Jonathan Mayhew, a Quitsa Pond resident and town selectman, agreed.

“It’s called a Quitsa Casino by the neighbors, it’s way too big from our perspective,” he said, referring to the Zoia house.

But Mr. Zoia defended the size and modern style of his home, saying taste is subjective and should not be regulated. He said he stayed within the rules set by the town boards.

“There have been a lot of negative reactions regarding our house, but we followed the rules,” he said, adding: “If I had a heads-up to the intensity of the opposition to some of our neighbors, we would have had different outcome perhaps. It’s hard to have clear rules, follow them and still be criticized. In our case there’s been a lot of hostility. I think having clarity in whatever the new rules will be is great. Whatever it is, we’d do.” He continued:

“I feel besieged. We’ve been attacked and slandered. If we were given guidance, we would have done differently.”

Reid Silva, a land surveyor who attended the meeting, agreed the rules are unclear and credited Mr. Zoia for attending the meeting.

“I think it shows a lot of character for Mr. Zoia to show up here,” Mr. Silva said. “There is no rule that said he couldn’t do what he did with the house size, it’s a very subjective thing. Everyone has different opinions. But until the town comes up with something, I don’t think it’s fair to scrutinize people who do what they’d like to do.”

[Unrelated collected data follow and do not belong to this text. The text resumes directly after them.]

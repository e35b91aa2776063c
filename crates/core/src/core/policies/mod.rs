//! Replacement policies shared by the TLB and the frame table.
//!
//! A policy is a closed tag chosen when an engine is built. Each variant
//! has its own victim-selection function in a submodule; [`Replacer`]
//! dispatches to it and carries the per-engine state the policies need
//! (the random source and the clock hand).

use std::fmt;
use std::str::FromStr;

use log::trace;
use rand::SeedableRng;
use rand::rngs::StdRng;
use serde::{Deserialize, Serialize};

use crate::common::ConfigError;

mod clock;
mod fifo;
mod lru;
mod random;

#[derive(Clone, Copy, Debug, Default, PartialEq, Eq, Hash, Serialize, Deserialize)]
#[serde(try_from = "String", into = "String")]
pub enum Policy {
    #[default]
    Lru,
    Fifo,
    Random,
    Clock,
}

impl Policy {
    pub const ALL: [Policy; 4] = [Policy::Lru, Policy::Fifo, Policy::Random, Policy::Clock];

    pub fn name(&self) -> &'static str {
        match self {
            Policy::Lru => "LRU",
            Policy::Fifo => "FIFO",
            Policy::Random => "Random",
            Policy::Clock => "Clock",
        }
    }

    /// Whether a hit moves an entry's recency stamp forward.
    ///
    /// FIFO and LRU read the same stamp when picking a victim; FIFO keeps
    /// insertion order only because hits leave the stamp alone.
    pub fn refreshes_on_hit(&self) -> bool {
        !matches!(self, Policy::Fifo)
    }
}

impl fmt::Display for Policy {
    fn fmt(&self, f: &mut fmt::Formatter<'_>) -> fmt::Result {
        f.write_str(self.name())
    }
}

impl FromStr for Policy {
    type Err = ConfigError;

    fn from_str(s: &str) -> Result<Self, Self::Err> {
        match s.trim().to_ascii_uppercase().as_str() {
            "LRU" => Ok(Policy::Lru),
            "FIFO" => Ok(Policy::Fifo),
            "RANDOM" => Ok(Policy::Random),
            "CLOCK" => Ok(Policy::Clock),
            _ => Err(ConfigError::UnknownPolicy(s.to_string())),
        }
    }
}

impl TryFrom<String> for Policy {
    type Error = ConfigError;

    fn try_from(value: String) -> Result<Self, Self::Error> {
        value.parse()
    }
}

impl From<Policy> for String {
    fn from(policy: Policy) -> Self {
        policy.name().to_ascii_uppercase()
    }
}

/// Replacement metadata the victim functions read from a slot.
pub trait Slot {
    /// Stamp of the most recent touch. LRU evicts the smallest.
    fn recency(&self) -> u64;

    /// Stamp of installation. FIFO evicts the smallest.
    fn loaded_at(&self) -> u64;

    /// Second-chance bit read by the clock sweep.
    fn referenced(&self) -> bool;

    fn clear_reference(&mut self);
}

/// Victim selector for one engine.
///
/// Only consulted once the engine has established that every slot is
/// occupied; empty slots are always filled first by the caller.
pub struct Replacer {
    policy: Policy,
    rng: StdRng,
    hand: usize,
}

impl Replacer {
    /// Creates a selector. The random source is seeded once here, from
    /// `seed` when given and from OS entropy otherwise.
    pub fn new(policy: Policy, seed: Option<u64>) -> Self {
        let rng = match seed {
            Some(s) => StdRng::seed_from_u64(s),
            None => StdRng::from_entropy(),
        };
        Self {
            policy,
            rng,
            hand: 0,
        }
    }

    pub fn policy(&self) -> Policy {
        self.policy
    }

    /// Picks the slot to evict. `slots` must not be empty.
    pub fn victim<S: Slot>(&mut self, slots: &mut [S]) -> usize {
        let victim = match self.policy {
            Policy::Lru => lru::victim(slots),
            Policy::Fifo => fifo::victim(slots),
            Policy::Random => random::victim(&mut self.rng, slots.len()),
            Policy::Clock => clock::victim(&mut self.hand, slots),
        };
        trace!("{} selected victim slot {}", self.policy, victim);
        victim
    }
}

Mr. Silva said site review committees used in Chilmark as well as other towns, can be difficult to navigate, and he urged the working group to find a better method.

“Who’s going to find out the legality of limiting house size?” he asked. “Nantucket has coverage laws [which regulate how much of a lot may be covered by a building], and that is an effective way to limit house size. There’s a legal question at hand, let’s get to the bottom of whether we can limit the size.”

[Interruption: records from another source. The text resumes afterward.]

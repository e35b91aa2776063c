//! Virtual and physical address types.
//!
//! `VirtAddr` splits an address into the four 9-bit table indices and the
//! 12-bit page offset. `PhysAddr` is rebuilt from a frame number and an
//! offset. Both are thin `u64` newtypes and never fail.

use std::fmt;

use serde::Serialize;

use super::constants::{
    CANONICAL_MASK, INDEX_MASK, L1_SHIFT, L2_SHIFT, L3_SHIFT, L4_SHIFT, PAGE_OFFSET_MASK,
    PAGE_SHIFT,
};

#[derive(Clone, Copy, Debug, PartialEq, Eq, PartialOrd, Ord, Hash, Serialize)]
#[serde(transparent)]
pub struct VirtAddr(pub u64);

#[derive(Clone, Copy, Debug, PartialEq, Eq, PartialOrd, Ord, Hash, Serialize)]
#[serde(transparent)]
pub struct PhysAddr(pub u64);

impl VirtAddr {
    #[inline(always)]
    pub fn new(addr: u64) -> Self {
        Self(addr)
    }

    #[inline(always)]
    pub fn val(&self) -> u64 {
        self.0
    }

    /// Bits 47-39.
    pub fn l1_index(&self) -> u16 {
        ((self.0 >> L1_SHIFT) & INDEX_MASK) as u16
    }

    /// Bits 38-30.
    pub fn l2_index(&self) -> u16 {
        ((self.0 >> L2_SHIFT) & INDEX_MASK) as u16
    }

    /// Bits 29-21.
    pub fn l3_index(&self) -> u16 {
        ((self.0 >> L3_SHIFT) & INDEX_MASK) as u16
    }

    /// Bits 20-12.
    pub fn l4_index(&self) -> u16 {
        ((self.0 >> L4_SHIFT) & INDEX_MASK) as u16
    }

    pub fn page_offset(&self) -> u16 {
        (self.0 & PAGE_OFFSET_MASK) as u16
    }

    /// Virtual page number: the address with the offset shifted out.
    pub fn vpn(&self) -> u64 {
        self.0 >> PAGE_SHIFT
    }

    /// The canonical low 48 bits.
    pub fn canonical(&self) -> u64 {
        self.0 & CANONICAL_MASK
    }

    pub fn indices(&self) -> PageIndices {
        PageIndices {
            l1: self.l1_index(),
            l2: self.l2_index(),
            l3: self.l3_index(),
            l4: self.l4_index(),
            offset: self.page_offset(),
        }
    }
}

impl fmt::Display for VirtAddr {
    fn fmt(&self, f: &mut fmt::Formatter<'_>) -> fmt::Result {
        write!(f, "{:#018x}", self.0)
    }
}

impl From<u64> for VirtAddr {
    fn from(addr: u64) -> Self {
        Self(addr)
    }
}

impl PhysAddr {
    #[inline(always)]
    pub fn new(addr: u64) -> Self {
        Self(addr)
    }

    #[inline(always)]
    pub fn val(&self) -> u64 {
        self.0
    }

    /// Builds `(pfn << 12) | offset`. The offset is masked to 12 bits again
    /// so a caller passing an unmasked value cannot corrupt the frame bits.
    pub fn from_frame(pfn: u64, offset: u64) -> Self {
        Self((pfn << PAGE_SHIFT) | (offset & PAGE_OFFSET_MASK))
    }

    pub fn pfn(&self) -> u64 {
        self.0 >> PAGE_SHIFT
    }
}

impl fmt::Display for PhysAddr {
    fn fmt(&self, f: &mut fmt::Formatter<'_>) -> fmt::Result {
        write!(f, "{:#018x}", self.0)
    }
}

/// The five fields of a decomposed virtual address.
#[derive(Clone, Copy, Debug, Default, PartialEq, Eq, Hash, Serialize)]
pub struct PageIndices {
    pub l1: u16,
    pub l2: u16,
    pub l3: u16,
    pub l4: u16,
    pub offset: u16,
}

impl PageIndices {
    /// Reassembles the low 48 bits of the address the fields came from.
    pub fn reconstruct(&self) -> u64 {
        (u64::from(self.l1) << L1_SHIFT)
            | (u64::from(self.l2) << L2_SHIFT)
            | (u64::from(self.l3) << L3_SHIFT)
            | (u64::from(self.l4) << L4_SHIFT)
            | u64::from(self.offset)
    }
}

/// Splits `vaddr` into its four table indices and page offset.
pub fn decompose(vaddr: u64) -> PageIndices {
    VirtAddr::new(vaddr).indices()
}

/// Inverse of the offset extraction: frame number plus offset.
pub fn construct_physical(pfn: u64, offset: u64) -> PhysAddr {
    PhysAddr::from_frame(pfn, offset)
}

/// Formats the low 48 bits in binary, one space between each index group.
pub fn format_binary(vaddr: u64) -> String {
    let mut out = String::with_capacity(52);
    for bit in (0..48).rev() {
        out.push(if vaddr & (1u64 << bit) != 0 { '1' } else { '0' });
        if matches!(bit, 39 | 30 | 21 | 12) {
            out.push(' ');
        }
    }
    out
}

Chilmark selectman Warren Doty said large houses are the issue of the day and the time has come for the town to address the problem.

“We’ve done a good job with zoning,” Mr. Doty said. “I think the concern is large houses; it isn’t density, it isn’t build-out, we feel the nature of our community changes when you have an 8,000-square-foot house when we’re used to a 2,500-square-foot house. To me a 10,000-square-foot house in Chilmark doesn’t fit in with the size of the community.” He said and others agreed, that to date the town has done a pretty good job of keeping a trend in check.

“The pressure of the money that could arrive in the town of Chilmark could have changed Chilmark overnight, we could have been Ocean City, Maryland,” Mr. Doty said.

Whether to regulate large houses has also been a recent subject for discussion before the Martha’s Vineyard Commission, which is reviewing its so-called checklist for developments of regional impact, projects that are referred to the commission for review. MVC executive director Mark London said Wednesday, the right solution would likely be a mix of subjective and objective rules.

“A lot of things are not quantifiable, especially design,” Mr. London said. “But you need to have a method for people exercising judgment.”